━━━ EXCERPTED RECORDS
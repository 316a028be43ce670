//! Third-party courier cost API used for non-official shipping methods.

use async_trait::async_trait;
use rust_decimal::Decimal;
use serde_json::Value;

use crate::error::{AppError, AppResult};

#[derive(Debug, Clone, PartialEq, Eq)]
pub struct CostRequest {
    pub origin_city_id: i64,
    pub destination_city_id: i64,
    /// Grams.
    pub weight: i64,
    pub courier: String,
}

#[async_trait]
pub trait ShippingCarrier: Send + Sync {
    /// Fee for `service` (for example `REG`) of the requested courier.
    async fn cost(&self, request: &CostRequest, service: &str) -> AppResult<Decimal>;
}

pub struct HttpCarrier {
    client: reqwest::Client,
    url: String,
    api_key: Option<String>,
}

impl HttpCarrier {
    pub fn new(url: impl Into<String>, api_key: Option<String>) -> Self {
        Self {
            client: reqwest::Client::new(),
            url: url.into(),
            api_key,
        }
    }
}

#[async_trait]
impl ShippingCarrier for HttpCarrier {
    async fn cost(&self, request: &CostRequest, service: &str) -> AppResult<Decimal> {
        let api_key = self
            .api_key
            .as_deref()
            .ok_or_else(|| AppError::Internal(anyhow::anyhow!("SHIPPING_API_KEY is not set")))?;

        let origin = request.origin_city_id.to_string();
        let destination = request.destination_city_id.to_string();
        let weight = request.weight.to_string();
        let resp: Value = self
            .client
            .post(&self.url)
            .header("key", api_key)
            .form(&[
                ("origin", origin.as_str()),
                ("destination", destination.as_str()),
                ("weight", weight.as_str()),
                ("courier", request.courier.as_str()),
            ])
            .send()
            .await
            .map_err(|e| AppError::Internal(anyhow::anyhow!("shipping api request: {e}")))?
            .json()
            .await
            .map_err(|e| AppError::Internal(anyhow::anyhow!("shipping api response: {e}")))?;

        parse_cost(&resp, service)
    }
}

/// Picks `cost[0].value` of the matching service out of
/// `rajaongkir.results[0].costs[]`.
pub fn parse_cost(resp: &Value, service: &str) -> AppResult<Decimal> {
    let costs = resp["rajaongkir"]["results"][0]["costs"]
        .as_array()
        .ok_or_else(|| AppError::Internal(anyhow::anyhow!("shipping api returned no costs: {resp}")))?;

    let entry = costs
        .iter()
        .find(|c| c["service"].as_str().is_some_and(|s| s.eq_ignore_ascii_case(service)))
        .ok_or_else(|| AppError::BadRequest(format!("shipping service {service} is unavailable")))?;

    let value = &entry["cost"][0]["value"];
    let fee = value
        .as_i64()
        .map(Decimal::from)
        .or_else(|| value.as_f64().and_then(|v| Decimal::try_from(v).ok()))
        .ok_or_else(|| AppError::Internal(anyhow::anyhow!("shipping api cost missing: {entry}")))?;
    Ok(fee)
}

#[cfg(test)]
mod tests {
    use super::*;
    use serde_json::json;

    fn sample() -> Value {
        json!({
            "rajaongkir": {
                "status": { "code": 200 },
                "results": [{
                    "code": "jne",
                    "costs": [
                        { "service": "OKE", "cost": [{ "value": 18000, "etd": "2-3" }] },
                        { "service": "REG", "cost": [{ "value": 21000, "etd": "1-2" }] }
                    ]
                }]
            }
        })
    }

    #[test]
    fn picks_matching_service() {
        assert_eq!(parse_cost(&sample(), "REG").unwrap(), Decimal::from(21000));
        assert_eq!(parse_cost(&sample(), "oke").unwrap(), Decimal::from(18000));
    }

    #[test]
    fn unknown_service_is_bad_request() {
        let err = parse_cost(&sample(), "YES").unwrap_err();
        assert_eq!(err.code(), "bad-request");
    }

    #[test]
    fn malformed_body_is_internal() {
        let err = parse_cost(&json!({ "rajaongkir": { "results": [] } }), "REG").unwrap_err();
        assert_eq!(err.code(), "internal");
    }
}
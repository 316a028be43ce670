#![allow(dead_code)]

use std::sync::{Arc, OnceLock};

use async_trait::async_trait;
use pharmacy_marketplace_api::{
    carrier::{CostRequest, ShippingCarrier},
    chat::ChatHub,
    config::AppConfig,
    db::{DbPool, create_orm_conn, create_pool, run_migrations},
    dto::{cart::AddToCartRequest, orders::PlaceOrderRequest},
    error::AppResult,
    middleware::auth::AuthUser,
    repository::pharmacy_products,
    services::cart_service,
    state::AppState,
    status::Role,
    storage::FileUploader,
};
use rust_decimal::Decimal;
use tokio::sync::{Mutex, MutexGuard};

pub const COURIER_FEE: i64 = 15_000;
pub const BASE_FEE: i64 = 10_000;

/// Tests of one binary share a database; they take turns.
static DB_LOCK: OnceLock<Mutex<()>> = OnceLock::new();

pub struct TestCtx {
    pub state: AppState,
    _guard: MutexGuard<'static, ()>,
}

pub struct StubUploader;

#[async_trait]
impl FileUploader for StubUploader {
    async fn upload(&self, folder: &str, file_name: &str, _bytes: Vec<u8>) -> AppResult<String> {
        Ok(format!("https://files.test/{folder}/{file_name}"))
    }

    async fn remove(&self, _url: &str) -> AppResult<()> {
        Ok(())
    }
}

pub struct StubCarrier;

#[async_trait]
impl ShippingCarrier for StubCarrier {
    async fn cost(&self, _request: &CostRequest, _service: &str) -> AppResult<Decimal> {
        Ok(Decimal::from(COURIER_FEE))
    }
}

/// `None` when no database is configured; the caller should return early.
pub async fn setup() -> anyhow::Result<Option<TestCtx>> {
    let database_url = match std::env::var("TEST_DATABASE_URL")
        .or_else(|_| std::env::var("DATABASE_URL"))
    {
        Ok(url) => url,
        Err(_) => {
            eprintln!(
                "Skipping test: set TEST_DATABASE_URL or DATABASE_URL to run integration tests."
            );
            return Ok(None);
        }
    };

    let guard = DB_LOCK.get_or_init(|| Mutex::new(())).lock().await;
    let pool = create_pool(&database_url).await?;
    run_migrations(&pool).await?;

    // Clean tables between runs
    sqlx::query(
        "TRUNCATE TABLE audit_logs, prescription_items, consultations, stock_transfer_requests, \
         stock_histories, order_items, orders, cart_items, user_addresses, pharmacy_products, \
         pharmacy_official_shipping_methods, pharmacy_non_official_shipping_methods, \
         official_shipping_methods, non_official_shipping_methods, pharmacy_addresses, pharmacies, \
         product_categories, categories, products, pharmacy_managers, users RESTART IDENTITY CASCADE",
    )
    .execute(&pool)
    .await?;

    let config = AppConfig {
        database_url,
        host: "127.0.0.1".into(),
        port: 0,
        jwt_secret: "test-secret".into(),
        access_token_ttl_minutes: 60,
        refresh_token_ttl_hours: 24,
        default_radius_meters: 25_000.0,
        official_shipping_base_fee: Decimal::from(BASE_FEE),
        shipping_api_url: "http://localhost/cost".into(),
        shipping_api_key: None,
        upload_dir: std::env::temp_dir().to_string_lossy().into_owned(),
        public_base_url: "http://localhost".into(),
    };

    let state = AppState {
        orm: create_orm_conn(&pool),
        pool,
        config: Arc::new(config),
        uploader: Arc::new(StubUploader),
        carrier: Arc::new(StubCarrier),
        chat: ChatHub::spawn(),
    };
    Ok(Some(TestCtx {
        state,
        _guard: guard,
    }))
}

pub async fn create_user(pool: &DbPool, email: &str, role: Role) -> anyhow::Result<AuthUser> {
    let (user_id,): (i64,) = sqlx::query_as(
        "INSERT INTO users (email, password_hash, role) VALUES ($1, 'x', $2) RETURNING id",
    )
    .bind(email)
    .bind(role.as_str())
    .fetch_one(pool)
    .await?;
    Ok(AuthUser { user_id, role })
}

/// A pharmacy-manager account and its `pharmacy_managers.id`.
pub async fn create_manager(pool: &DbPool, email: &str) -> anyhow::Result<(AuthUser, i64)> {
    let user = create_user(pool, email, Role::PharmacyManager).await?;
    let (manager_id,): (i64,) = sqlx::query_as(
        "INSERT INTO pharmacy_managers (user_id, name) VALUES ($1, $2) RETURNING id",
    )
    .bind(user.user_id)
    .bind(email)
    .fetch_one(pool)
    .await?;
    Ok((user, manager_id))
}

pub async fn create_pharmacy(
    pool: &DbPool,
    manager_id: i64,
    name: &str,
    longitude: f64,
    latitude: f64,
) -> anyhow::Result<i64> {
    let (id,): (i64,) = sqlx::query_as(
        "INSERT INTO pharmacies (pharmacy_manager_id, name) VALUES ($1, $2) RETURNING id",
    )
    .bind(manager_id)
    .bind(name)
    .fetch_one(pool)
    .await?;
    sqlx::query(
        "INSERT INTO pharmacy_addresses (pharmacy_id, city, city_id, province, district, \
         sub_district, postal_code, coordinate) \
         VALUES ($1, 'Jakarta', 152, 'DKI Jakarta', '-', '-', '00000', \
         ST_SetSRID(ST_MakePoint($2, $3), 4326)::geography)",
    )
    .bind(id)
    .bind(longitude)
    .bind(latitude)
    .execute(pool)
    .await?;
    Ok(id)
}

pub async fn create_product(pool: &DbPool, name: &str) -> anyhow::Result<i64> {
    let (id,): (i64,) = sqlx::query_as(
        "INSERT INTO products (name, slug, weight) VALUES ($1, $2, 100) RETURNING id",
    )
    .bind(name)
    .bind(name.to_lowercase().replace(' ', "-"))
    .fetch_one(pool)
    .await?;
    Ok(id)
}

/// Pharmacy product with opening stock recorded in the ledger.
pub async fn stock_product(
    pool: &DbPool,
    pharmacy_id: i64,
    product_id: i64,
    price: i64,
    stock: i32,
) -> anyhow::Result<i64> {
    let (id,): (i64,) = sqlx::query_as(
        "INSERT INTO pharmacy_products (pharmacy_id, product_id, price, total_stock, is_available) \
         VALUES ($1, $2, $3, $4, $5) RETURNING id",
    )
    .bind(pharmacy_id)
    .bind(product_id)
    .bind(Decimal::from(price))
    .bind(stock)
    .bind(stock > 0)
    .fetch_one(pool)
    .await?;
    if stock > 0 {
        sqlx::query(
            "INSERT INTO stock_histories (pharmacy_product_id, pharmacy_id, quantity, description) \
             VALUES ($1, $2, $3, 'initial stock')",
        )
        .bind(id)
        .bind(pharmacy_id)
        .bind(stock)
        .execute(pool)
        .await?;
    }
    Ok(id)
}

pub async fn create_address(
    pool: &DbPool,
    user_id: i64,
    longitude: f64,
    latitude: f64,
) -> anyhow::Result<i64> {
    let (id,): (i64,) = sqlx::query_as(
        "INSERT INTO user_addresses (user_id, city, city_id, province, district, sub_district, \
         postal_code, coordinate) \
         VALUES ($1, 'Jakarta', 153, 'DKI Jakarta', '-', '-', '00000', \
         ST_SetSRID(ST_MakePoint($2, $3), 4326)::geography) RETURNING id",
    )
    .bind(user_id)
    .bind(longitude)
    .bind(latitude)
    .fetch_one(pool)
    .await?;
    Ok(id)
}

pub async fn total_stock(state: &AppState, pharmacy_product_id: i64) -> anyhow::Result<i32> {
    Ok(pharmacy_products::get(&state.orm, pharmacy_product_id)
        .await?
        .total_stock)
}

/// Signed ledger quantities of a pharmacy product, oldest first.
pub async fn ledger(pool: &DbPool, pharmacy_product_id: i64) -> anyhow::Result<Vec<i32>> {
    let rows: Vec<(i32,)> = sqlx::query_as(
        "SELECT quantity FROM stock_histories WHERE pharmacy_product_id = $1 ORDER BY id",
    )
    .bind(pharmacy_product_id)
    .fetch_all(pool)
    .await?;
    Ok(rows.into_iter().map(|r| r.0).collect())
}

pub async fn add_to_cart(
    state: &AppState,
    user: &AuthUser,
    pharmacy_product_id: i64,
    quantity: i32,
) -> anyhow::Result<i64> {
    let resp = cart_service::create(
        state,
        user,
        AddToCartRequest {
            pharmacy_product_id,
            quantity,
        },
    )
    .await?;
    Ok(resp.data.expect("cart item").id)
}

pub fn order_request(
    cart_item_ids: Vec<i64>,
    items_total: i64,
    shipping_fee: i64,
    user_address_id: i64,
) -> PlaceOrderRequest {
    PlaceOrderRequest {
        cart_item_ids,
        total_price: Decimal::from(items_total + shipping_fee),
        shipping_fee: Decimal::from(shipping_fee),
        shipping_method: "Instant".into(),
        user_address_id,
    }
}
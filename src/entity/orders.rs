use sea_orm::entity::prelude::*;

#[derive(Clone, Debug, PartialEq, DeriveEntityModel)]
#[sea_orm(table_name = "orders")]
pub struct Model {
    #[sea_orm(primary_key)]
    pub id: i64,
    pub order_number: Uuid,
    pub total_price: Decimal,
    pub payment_proof: Option<String>,
    pub payment_deadline: DateTimeWithTimeZone,
    pub shipping_fee: Decimal,
    pub shipping_method: String,
    pub user_address_id: i64,
    pub pharmacy_id: i64,
    pub order_status_id: i64,
    pub created_at: DateTimeWithTimeZone,
    pub updated_at: DateTimeWithTimeZone,
    pub deleted_at: Option<DateTimeWithTimeZone>,
}

#[derive(Copy, Clone, Debug, EnumIter, DeriveRelation)]
pub enum Relation {
    #[sea_orm(
        belongs_to = "super::pharmacies::Entity",
        from = "Column::PharmacyId",
        to = "super::pharmacies::Column::Id"
    )]
    Pharmacies,
    #[sea_orm(has_many = "super::order_items::Entity")]
    OrderItems,
}

impl Related<super::pharmacies::Entity> for Entity {
    fn to() -> RelationDef {
        Relation::Pharmacies.def()
    }
}

impl Related<super::order_items::Entity> for Entity {
    fn to() -> RelationDef {
        Relation::OrderItems.def()
    }
}

impl ActiveModelBehavior for ActiveModel {}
━━━━━━
• [EXERCISE INSTRUCTIONS]: Copy all the lines from the data above that hold the word "email".

• [OUTPUT OF THE EXERCISE]:
pub async fn create_user(pool: &DbPool, email: &str, role: Role) -> anyhow::Result<AuthUser> {
        "INSERT INTO users (email, password_hash, role) VALUES ($1, 'x', $2) RETURNING id",
    .bind(email)
pub async fn create_manager(pool: &DbPool, email: &str) -> anyhow::Result<(AuthUser, i64)> {
    let user = create_user(pool, email, Role::PharmacyManager).await?;
    .bind(email)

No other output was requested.